Замятин Е. И. Собрание сочинений: В 5 т. Т. 4. Беседы еретика
М., ‘Дмитрий Сечин’, ‘Республика’, 2010.
Два сорта мечтателей: домашние и дикие. Домашние — и церкви, и отечеству, и себе на пользу, дикие — на вред. Домашние — удобны, дикие — неудобны. И если диких полезней всего изолировать в особые хранилища, то домашних надо просто искусственно размножать, устраивать для них питомники и садки. Надо учреждать академии домашних мечтателей. Это странно: еще ни одно правительство до этого не додумалось. А додумайся какое-нибудь — оно существовало бы вечно: нет для правительства лучшей опоры, чем эти, домашние.

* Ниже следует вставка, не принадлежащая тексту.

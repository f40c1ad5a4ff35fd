//! pftabled daemon binary.
//!
//! Listens on a UDP socket for authenticated control messages and applies
//! them to a packet filter table backend. One datagram carries one command
//! (add, del or flush); nothing is ever sent back. With an entry timeout
//! configured, added addresses are removed again automatically once the
//! timeout elapses.

use clap::Parser;
use pftabled_table::{open_backend, BackendMode};
use pftabled_wire::{unix_now, TableName};
use std::net::IpAddr;
use std::path::PathBuf;
use std::time::Duration;
use tokio::net::UdpSocket;
use tracing::{debug, error, info, warn};
use tracing_subscriber::EnvFilter;

mod config;
mod dispatch;

use config::{load_key, DaemonConfig};
use dispatch::{DispatchError, Dispatcher, DispatcherConfig, RejectReason};

/// How long the receive call waits before the loop wakes to drain expired
/// entries, when entry timeouts are enabled.
const DRAIN_TICK: Duration = Duration::from_secs(1);

/// UDP-controlled pf table daemon
#[derive(Parser, Debug)]
#[command(name = "pftabled", version, about = "UDP-controlled pf table daemon")]
struct Args {
    /// Bind to this address (default: 0.0.0.0)
    #[arg(short = 'a', long)]
    address: Option<IpAddr>,

    /// Bind to this port (default: 56789)
    #[arg(short = 'p', long)]
    port: Option<u16>,

    /// Force requests to use this table
    #[arg(short = 'f', long)]
    table: Option<String>,

    /// Read the authentication key from this file
    #[arg(short = 'k', long)]
    key_file: Option<PathBuf>,

    /// Remove added entries after this long, e.g. 60s or 10m
    #[arg(short = 't', long)]
    timeout: Option<humantime::Duration>,

    /// Filter table backend: memory or pfctl
    #[arg(long)]
    backend: Option<String>,

    /// Log level (trace, debug, info, warn, error)
    #[arg(long, default_value = "info")]
    log_level: String,

    /// Configuration file path
    #[arg(long, default_value = "pftabled.yaml")]
    config: PathBuf,
}

#[tokio::main]
async fn main() -> anyhow::Result<()> {
    let args = Args::parse();

    let env_filter = EnvFilter::new("info")
        .add_directive(format!("pftabled={}", args.log_level).parse()?)
        .add_directive(format!("pftabled_wire={}", args.log_level).parse()?)
        .add_directive(format!("pftabled_table={}", args.log_level).parse()?);

    tracing_subscriber::fmt()
        .with_env_filter(env_filter)
        .with_target(false)
        .init();

    info!("Starting pftabled v{}", env!("CARGO_PKG_VERSION"));

    // Defaults, then config file and environment, then CLI flags on top
    let mut config = DaemonConfig::load_from_file(&args.config)?;
    if let Some(address) = args.address {
        config.listen = address.to_string();
    }
    if let Some(port) = args.port {
        config.port = port;
    }
    if let Some(table) = args.table {
        config.table = Some(table);
    }
    if let Some(key_file) = args.key_file {
        config.key_file = Some(key_file.to_string_lossy().to_string());
    }
    if let Some(timeout) = args.timeout {
        config.timeout = Some(timeout.as_secs());
    }
    if let Some(backend) = args.backend {
        config.backend = backend;
    }

    let forced_table = config
        .table
        .as_deref()
        .map(TableName::new)
        .transpose()
        .map_err(|e| anyhow::anyhow!("invalid forced table: {}", e))?;

    let key = config.key_file.as_deref().map(load_key).transpose()?;
    if key.is_some() {
        info!("Authentication enabled");
    } else {
        warn!("Running without authentication; anyone who can reach the socket can send commands");
    }

    let backend_mode = match config.backend.as_str() {
        "memory" => BackendMode::Memory,
        "pfctl" => BackendMode::Pfctl,
        other => anyhow::bail!("invalid backend: {}. Use 'memory' or 'pfctl'", other),
    };

    let entry_timeout = config.timeout.filter(|&t| t > 0);
    match entry_timeout {
        Some(secs) => info!("Entries expire after {}s", secs),
        None => info!("Entry timeouts disabled"),
    }

    let socket = UdpSocket::bind((config.listen.as_str(), config.port)).await?;
    info!("Listening on {}", socket.local_addr()?);

    let mut dispatcher = Dispatcher::new(
        DispatcherConfig {
            key,
            forced_table,
            entry_timeout,
            max_clock_skew: config.max_clock_skew,
        },
        open_backend(backend_mode),
    );

    let mut sigterm = tokio::signal::unix::signal(tokio::signal::unix::SignalKind::terminate())?;
    let mut sigint = tokio::signal::unix::signal(tokio::signal::unix::SignalKind::interrupt())?;

    // One datagram at a time: receive, drain expired entries, validate,
    // dispatch. With a timeout configured the receive call wakes at least
    // once per DRAIN_TICK so expiry keeps running without traffic.
    let mut buf = [0u8; 512];
    loop {
        let received = tokio::select! {
            _ = sigterm.recv() => break,
            _ = sigint.recv() => break,
            received = recv_step(&socket, &mut buf, entry_timeout.is_some()) => received?,
        };

        let now = unix_now();
        dispatcher.drain_expired(u64::from(now)).await;

        let Some((len, peer)) = received else {
            continue; // receive timeout, drain-only wakeup
        };

        match dispatcher.handle_datagram(&buf[..len], now).await {
            Ok(()) => {}
            Err(DispatchError::Reject(RejectReason::Auth)) => {
                warn!("dropped datagram from {}: wrong authentication", peer);
            }
            Err(DispatchError::Reject(reason)) => {
                debug!("dropped datagram from {}: {}", peer, reason);
            }
            Err(e @ DispatchError::Backend { .. }) => {
                error!("{}", e);
            }
        }
    }

    info!("pftabled shutting down");
    Ok(())
}

/// Wait for one datagram, or `None` on a drain tick when timeouts are in use
async fn recv_step(
    socket: &UdpSocket,
    buf: &mut [u8],
    bounded: bool,
) -> std::io::Result<Option<(usize, std::net::SocketAddr)>> {
    if bounded {
        match tokio::time::timeout(DRAIN_TICK, socket.recv_from(buf)).await {
            Ok(result) => result.map(Some),
            Err(_elapsed) => Ok(None),
        }
    } else {
        socket.recv_from(buf).await.map(Some)
    }
}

Мечтатель домашний цветет вечной, несмываемой улыбкой, он терпелив и всепрощающ, с ним хорошо и ему хорошо. Есть какой-то морской моллюск, глотающий всякую дрянь — и кости, и гвозди, но это отнюдь не портит ему пищеварения: есть у этого моллюска особая, удобная слизь, обслизит гвоздь — проглотит и оближется. Так вот и домашний мечтатель: обмечтает и сделает удобоглотаемым любой несъедобный гвоздь.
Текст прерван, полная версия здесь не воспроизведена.